Although providers, insurers and their business partners are covered by HIPAA, HHS acknowledged that the new rules raise the potential for health information to be sent to third parties that may or may not have sufficient data security protections. Eyles noted in the statement that even de-identified health information could easily be traced to individuals by combining it with other available personal and health information.

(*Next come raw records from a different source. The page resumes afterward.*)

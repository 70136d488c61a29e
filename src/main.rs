//! Card Ledger - Main Application Entry Point
//!
//! This is a REST API server for bank cards and card-to-card transfers. Users manage and spend from their own cards; administrators issue cards, override statuses and inspect the whole ledger.
//!
//! # Architecture
//!
//! - **Web Framework**: Axum (async HTTP server)
//! - **Database**: PostgreSQL with sqlx (async queries, row locks for transfers)
//! - **Authentication**: API key with SHA-256 hashing, user and admin roles
//! - **Format**: JSON requests/responses
//!
//! # Startup Flow
//!
//! 1. Load configuration from environment variables
//! 2. Create database connection pool
//! 3. Run database migrations
//! 4. Build HTTP router with routes and middleware
//! 5. Start server on configured port

mod config;
mod db;
mod error;
mod handlers;
mod middleware;
mod models;
mod services;
mod state;
mod store;

use std::sync::Arc;

use tracing_subscriber::EnvFilter;

use axum::{
    Router, middleware as axum_middleware,
    routing::{delete, get, patch, post},
};
use tower_http::trace::TraceLayer;

use crate::{
    handlers::{access, cards, health, transfers},
    state::AppState,
    store::PgLedger,
};

#[tokio::main]
async fn main() -> anyhow::Result<()> {
    // Reads RUST_LOG (defaults to "info" level)
    tracing_subscriber::fmt()
        .with_env_filter(EnvFilter::try_from_default_env().unwrap_or_else(|_| "info".into()))
        .init();

    let config = config::Config::from_env()?;
    tracing::info!(
        port = config.server_port,
        max_transfer_amount = config.max_transfer_amount,
        "Configuration loaded"
    );

    let pool = db::create_pool(&config.database_url, config.database_max_connections).await?;
    tracing::info!("Database pool created");

    db::run_migrations(&pool).await?;
    tracing::info!("Database migrations complete");

    let state = AppState::new(
        pool.clone(),
        Arc::new(PgLedger::new(pool)),
        config.transfer_policy(),
    );

    let app = build_router(state);

    let addr = format!("0.0.0.0:{}", config.server_port);
    let listener = tokio::net::TcpListener::bind(&addr).await?;
    tracing::info!("Server listening on {}", addr);

    axum::serve(listener, app).await?;

    Ok(())
}

/// All routes, with API key authentication on everything but `/health`.
fn build_router(state: AppState) -> Router {
    let authenticated_routes = Router::new()
        // Own cards
        .route("/api/v1/cards/my", get(cards::list_my_cards))
        .route("/api/v1/cards/my/expired", get(cards::list_my_expired_cards))
        .route("/api/v1/cards/my/balance", get(cards::get_my_balance))
        .route("/api/v1/cards/my/{id}", get(cards::get_my_card))
        .route("/api/v1/cards/my/{id}/block", patch(cards::block_my_card))
        // Card administration
        .route(
            "/api/v1/cards",
            post(cards::create_card).get(cards::list_all_cards),
        )
        .route(
            "/api/v1/cards/{id}",
            get(cards::get_card).delete(cards::delete_card),
        )
        .route("/api/v1/cards/user/{user_id}", get(cards::list_user_cards))
        .route("/api/v1/cards/{id}/status", patch(cards::update_card_status))
        // Own transfers
        .route(
            "/api/v1/transfers",
            post(transfers::create_transfer).get(transfers::list_all_transfers),
        )
        .route("/api/v1/transfers/my", get(transfers::list_my_transfers))
        .route("/api/v1/transfers/my/outgoing", get(transfers::list_my_outgoing))
        .route("/api/v1/transfers/my/incoming", get(transfers::list_my_incoming))
        .route("/api/v1/transfers/my/{id}", get(transfers::get_my_transfer))
        .route(
            "/api/v1/transfers/my/statistics/outgoing",
            get(transfers::my_outgoing_total),
        )
        // Transfer administration
        .route(
            "/api/v1/transfers/status/{status}",
            get(transfers::list_by_status),
        )
        .route("/api/v1/transfers/period", get(transfers::list_by_period))
        .route(
            "/api/v1/transfers/{id}/status",
            patch(transfers::update_transfer_status),
        )
        .route(
            "/api/v1/transfers/{id}",
            delete(transfers::cancel_transfer),
        )
        // Access checks
        .route("/api/v1/access/cards/{id}", get(access::card_access))
        .route("/api/v1/access/transfers/{id}", get(access::transfer_access))
        // Apply authentication middleware to all routes in this group
        .route_layer(axum_middleware::from_fn_with_state(
            state.clone(),
            middleware::auth::auth_middleware,
        ));

    Router::new()
        // Public routes (no authentication required)
        .route("/health", get(health::health_check))
        .merge(authenticated_routes)
        .layer(TraceLayer::new_for_http())
        .with_state(state)
}
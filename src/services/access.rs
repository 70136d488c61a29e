//! Ownership and participation checks.
//!
//! The predicates come in two layers:
//! - pure functions over already-loaded records (`owns_card`, `participates`)
//! - store-backed wrappers used by handlers (`is_owner`, `is_participant`)
//!
//! The wrappers answer `false` instead of erroring when anything cannot be
//! resolved, so a caller can never tell "missing" from "not yours".

use uuid::Uuid;

use crate::{
    error::AppError,
    models::{card::Card, transfer::Transfer},
    store::{CardStore, Ledger},
};

pub fn owns_card(card: &Card, user_id: Uuid) -> bool {
    card.owner_id == user_id
}

/// True if the user owns the source or the destination card.
pub fn participates(user_id: Uuid, from_card: &Card, to_card: &Card) -> bool {
    owns_card(from_card, user_id) || owns_card(to_card, user_id)
}

/// Load both cards of `transfer` and check participation.
///
/// A card that can no longer be found counts as not owned.
pub async fn participates_in<S: CardStore + ?Sized>(
    store: &S,
    user_id: Uuid,
    transfer: &Transfer,
) -> Result<bool, AppError> {
    let from_card = store.find_card(transfer.from_card_id).await?;
    let to_card = store.find_card(transfer.to_card_id).await?;

    Ok(match (from_card, to_card) {
        (Some(from), Some(to)) => participates(user_id, &from, &to),
        (Some(card), None) | (None, Some(card)) => owns_card(&card, user_id),
        (None, None) => false,
    })
}

/// Does `user_id` own card `card_id`?
pub async fn is_owner<S: CardStore + ?Sized>(store: &S, user_id: Uuid, card_id: Uuid) -> bool {
    match store.find_card(card_id).await {
        Ok(Some(card)) => owns_card(&card, user_id),
        Ok(None) => false,
        Err(e) => {
            tracing::warn!(card_id = %card_id, error = %e, "Ownership check failed");
            false
        }
    }
}

/// Does `user_id` own either card of transfer `transfer_id`?
pub async fn is_participant<S: Ledger + ?Sized>(
    store: &S,
    user_id: Uuid,
    transfer_id: Uuid,
) -> bool {
    let transfer = match store.find_transfer(transfer_id).await {
        Ok(Some(transfer)) => transfer,
        Ok(None) => return false,
        Err(e) => {
            tracing::warn!(transfer_id = %transfer_id, error = %e, "Participation check failed");
            return false;
        }
    };

    match participates_in(store, user_id, &transfer).await {
        Ok(allowed) => allowed,
        Err(e) => {
            tracing::warn!(transfer_id = %transfer_id, error = %e, "Participation check failed");
            false
        }
    }
}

The American Hospital Association has voiced similar concerns. In March 2020, Rick Pollack, the association’s president and CEO, said in a prepared statement that the rules lack “the necessary guardrails to protect consumers.” HHS partially addressed this concern by publishing a guidance indicating that covered entities would not be held responsible for leaks related to the transfer of patient health data to noncovered entities, such as third-party applications. Chandra concedes that there is risk associated with the transfer of data, particularly if the third-party applications don’t have secure data-transfer channels. But he believes the primary risk to patient privacy is the intentional theft of data, using ransomware or malware, not the incidental leakage of it. “I think those risks are substantially greater and pose a much greater risk to patient data than the accidental exposure through a poorly configured data interface between two HIPAA-covered entities,” he says.

Pandemic delays

As for the timing of enforcement, most agree that the delays were wise. The healthcare industry had more than enough to deal with last year with the COVID-19 pandemic. But the reality is that the covered entities have been preparing for the change for years. After all, the legislation authorizing the new rules, the 21st Century Cures Act, was passed in 2016.

Chandra says the time has come for meaningful interoperability: “The pandemic has further exacerbated the need for data sharing with public health officials and also to coordinate care for patients affected by COVID-19.”

Jared Kaltwasser is a healthcare reporter in Iowa.